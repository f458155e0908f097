//! Test helper functions for building levels and driving the frame loop.

use crate::actor::{Actor, ActorId, ActorKind};
use crate::cell::{Cell, CellKind};
use crate::config::GridConfig;
use crate::grid::Grid;
use crate::location::{Direction, Location};
use crate::registry::{slots, ComponentRegistry, ComponentSpec};
use crate::snapshot::GridSnapshot;

// =============================================================================
// Level Setup
// =============================================================================

/// Creates a floored grid with no walls.
pub fn open_grid(rows: i32, columns: i32) -> Grid {
    let mut grid = Grid::new(GridConfig::with_dimensions(rows, columns)).unwrap();
    grid.fill_empty(Cell::floor);
    grid
}

/// Replaces the terrain at `row`, `column`.
pub fn set_cell(grid: &mut Grid, row: i32, column: i32, kind: CellKind) {
    grid.remove_cell(row, column);
    assert!(grid.place_cell(Cell::new(kind), row, column));
}

/// Places `actor` and returns its id, failing the test on rejection.
pub fn place(grid: &mut Grid, actor: Actor, row: i32, column: i32) -> ActorId {
    grid.place_actor(actor, row, column)
        .unwrap_or_else(|| panic!("placement at ({row}, {column}) rejected"))
}

/// Places an actor of `kind` facing `heading`.
pub fn place_facing(
    grid: &mut Grid,
    kind: ActorKind,
    heading: Direction,
    row: i32,
    column: i32,
) -> ActorId {
    place(grid, Actor::new(kind).with_heading(heading), row, column)
}

/// Level data for a walled room with a player, two roamers, water and fire.
///
/// ```text
/// #######
/// #@....#
/// #..r..#
/// #.~~..#
/// #...r.#
/// #..^..#
/// #######
/// ```
pub fn roamer_room_specs() -> Vec<ComponentSpec> {
    let mut specs = Vec::new();
    for row in 0..7 {
        for column in 0..7 {
            if row == 0 || column == 0 || row == 6 || column == 6 {
                specs.push(ComponentSpec::new(row, column, slots::WALL));
            }
        }
    }
    specs.push(ComponentSpec::new(3, 2, slots::WATER));
    specs.push(ComponentSpec::new(3, 3, slots::WATER));
    specs.push(ComponentSpec::new(5, 3, slots::FIRE));
    specs.push(ComponentSpec::new(1, 1, slots::PLAYER));
    specs.push(ComponentSpec::new(2, 3, slots::ROAMER));
    specs.push(ComponentSpec::new(4, 4, slots::ROAMER));
    specs
}

/// Loads [`roamer_room_specs`] with `seed`.
pub fn roamer_room(seed: u64) -> Grid {
    Grid::load(
        GridConfig::with_dimensions(7, 7).seeded(seed),
        &ComponentRegistry::standard(),
        &roamer_room_specs(),
    )
    .unwrap()
}

// =============================================================================
// Frame Driving
// =============================================================================

/// Runs updates for every frame in `frames`.
pub fn run_frames(grid: &mut Grid, frames: std::ops::Range<u64>) {
    for frame in frames {
        grid.update_frame(frame);
    }
}

/// Runs one full slide starting at `*frame`, advancing the counter.
pub fn settle(grid: &mut Grid, frame: &mut u64) {
    for _ in 0..grid.config().big_frame {
        grid.update_frame(*frame);
        *frame += 1;
    }
}

/// Issues a player move and lets the slide finish.
pub fn step_player(grid: &mut Grid, direction: Direction, frame: &mut u64) -> bool {
    let moved = grid.move_player(direction);
    settle(grid, frame);
    moved
}

/// Runs `frames` updates and returns the snapshot after each.
///
/// `inputs` maps frame numbers to player moves issued just before that
/// frame's update.
pub fn run_with_inputs(
    grid: &mut Grid,
    frames: u64,
    inputs: &[(u64, Direction)],
) -> Vec<GridSnapshot> {
    let mut snapshots = Vec::new();
    for frame in 0..frames {
        if let Some((_, direction)) = inputs.iter().find(|(at, _)| *at == frame) {
            grid.move_player(*direction);
        }
        grid.update_frame(frame);
        snapshots.push(grid.snapshot());
    }
    snapshots
}

// =============================================================================
// Queries
// =============================================================================

/// Logical location of an actor still on the grid.
pub fn head_of(grid: &Grid, id: ActorId) -> Location {
    grid.actor(id)
        .unwrap_or_else(|| panic!("actor {id} missing"))
        .component()
        .head()
}

/// Terrain kind at `row`, `column`.
pub fn kind_at(grid: &Grid, row: i32, column: i32) -> CellKind {
    grid.cell(row, column)
        .unwrap_or_else(|| panic!("no cell at ({row}, {column})"))
        .kind()
}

### INSTRUCTIONS TO FOLLOW
Nothing should appear in the answer except the lines from the one with "pub fn step_player(grid: &mut" through the final line of the records, written exactly.

### ANSWER SECTION
pub fn step_player(grid: &mut Grid, direction: Direction, frame: &mut u64) -> bool {
    let moved = grid.move_player(direction);
    settle(grid, frame);
    moved
}

/// Runs `frames` updates and returns the snapshot after each.
///
/// `inputs` maps frame numbers to player moves issued just before that
/// frame's update.
pub fn run_with_inputs(
    grid: &mut Grid,
    frames: u64,
    inputs: &[(u64, Direction)],
) -> Vec<GridSnapshot> {
    let mut snapshots = Vec::new();
    for frame in 0..frames {
        if let Some((_, direction)) = inputs.iter().find(|(at, _)| *at == frame) {
            grid.move_player(*direction);
        }
        grid.update_frame(frame);
        snapshots.push(grid.snapshot());
    }
    snapshots
}

// =============================================================================
// Queries
// =============================================================================

/// Logical location of an actor still on the grid.
pub fn head_of(grid: &Grid, id: ActorId) -> Location {
    grid.actor(id)
        .unwrap_or_else(|| panic!("actor {id} missing"))
        .component()
        .head()
}

/// Terrain kind at `row`, `column`.
pub fn kind_at(grid: &Grid, row: i32, column: i32) -> CellKind {
    grid.cell(row, column)
        .unwrap_or_else(|| panic!("no cell at ({row}, {column})"))
        .kind()
}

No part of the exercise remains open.